As the method for selecting suitable reducing agents (c), the method of preparing a light-sensitive material as shown in the Examples given hereinafter and evaluating the superiority or inferiority of the reducing agents is the simplest method for those skilled in the art.

The amount of the reducing agent (c) which is used in the present invention will vary depending upon the kinds of organic silver salt and the reducing agent and upon other additives present but, in general, a suitable amount ranges from about 0.05 mol to about 10 mols, preferably from about 0.1 to about 3 mols, per mol of the organic silver salt (a).

The above-described various reducing agents (c) may be used individually or as a combination of two or more thereof.
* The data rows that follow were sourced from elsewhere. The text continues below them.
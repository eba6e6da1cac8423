//! Profile redaction.
//!
//! Business fields (`company_name`, `website_url`, `social_links`) belong to
//! photographer profiles. The owner always gets them back; other viewers get
//! them only when the profile is a photographer's, possibly as `null`.

use crate::requester::{Requester, UserRole};
use chrono::{DateTime, Utc};
use serde::{Deserialize, Serialize};
use std::collections::BTreeMap;
use uuid::Uuid;

/// Network name to URL, e.g. `"instagram" -> "https://instagram.com/..."`.
pub type SocialLinks = BTreeMap<String, String>;

/// A profile as held by the store.
#[derive(Debug, Clone, PartialEq, Serialize, Deserialize)]
pub struct ProfileRecord {
    /// Account id
    pub id: Uuid,
    /// Unique handle
    pub username: String,
    /// Name shown instead of the handle
    pub display_name: Option<String>,
    /// Short self-description
    pub bio: Option<String>,
    /// Profile image
    pub avatar_url: Option<String>,
    /// Account role
    pub role: UserRole,
    /// Business name
    pub company_name: Option<String>,
    /// Business website
    pub website_url: Option<String>,
    /// Social network links
    pub social_links: Option<SocialLinks>,
    /// Signup time
    pub created_at: DateTime<Utc>,
}

impl ProfileRecord {
    /// Whether `viewer` may see the photographer business fields.
    #[must_use]
    pub fn shows_business_fields_to(&self, viewer: Option<&Requester>) -> bool {
        self.role == UserRole::Photographer || viewer.is_some_and(|v| v.owns(self.id))
    }
}

/// Outbound profile.
#[derive(Debug, Clone, PartialEq, Serialize)]
pub struct ProfileView {
    /// Account id
    pub id: Uuid,
    /// Unique handle
    pub username: String,
    /// Name shown instead of the handle
    pub display_name: Option<String>,
    /// Short self-description
    pub bio: Option<String>,
    /// Profile image
    pub avatar_url: Option<String>,
    /// Account role
    pub role: UserRole,
    /// Signup time
    pub created_at: DateTime<Utc>,
    /// Business name, absent when hidden
    #[serde(skip_serializing_if = "Option::is_none")]
    pub company_name: Option<Option<String>>,
    /// Business website, absent when hidden
    #[serde(skip_serializing_if = "Option::is_none")]
    pub website_url: Option<Option<String>>,
    /// Social network links, absent when hidden
    #[serde(skip_serializing_if = "Option::is_none")]
    pub social_links: Option<Option<SocialLinks>>,
}

impl ProfileView {
    /// Shape `profile` for `viewer` (`None` for anonymous).
    #[must_use]
    pub fn for_viewer(profile: &ProfileRecord, viewer: Option<&Requester>) -> Self {
        let business = profile.shows_business_fields_to(viewer);
        Self {
            id: profile.id,
            username: profile.username.clone(),
            display_name: profile.display_name.clone(),
            bio: profile.bio.clone(),
            avatar_url: profile.avatar_url.clone(),
            role: profile.role,
            created_at: profile.created_at,
            company_name: business.then(|| profile.company_name.clone()),
            website_url: business.then(|| profile.website_url.clone()),
            social_links: business.then(|| profile.social_links.clone()),
        }
    }
}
A toning agent can be used together with the reducing agent. This toning agent is often employed where dark images, in particular black images, are desired. The amount thereof to be used ranges from about 0.0001 mol to about 2 mols, preferably from about 0.0005 mol to about 1 mol, per mol of the organic silver salt (a). Effective toning agents depend upon the organic silver salt (a) and the reducing agent (c) to be used. However, the most generally used toning agents are imino compounds and mercapto compounds.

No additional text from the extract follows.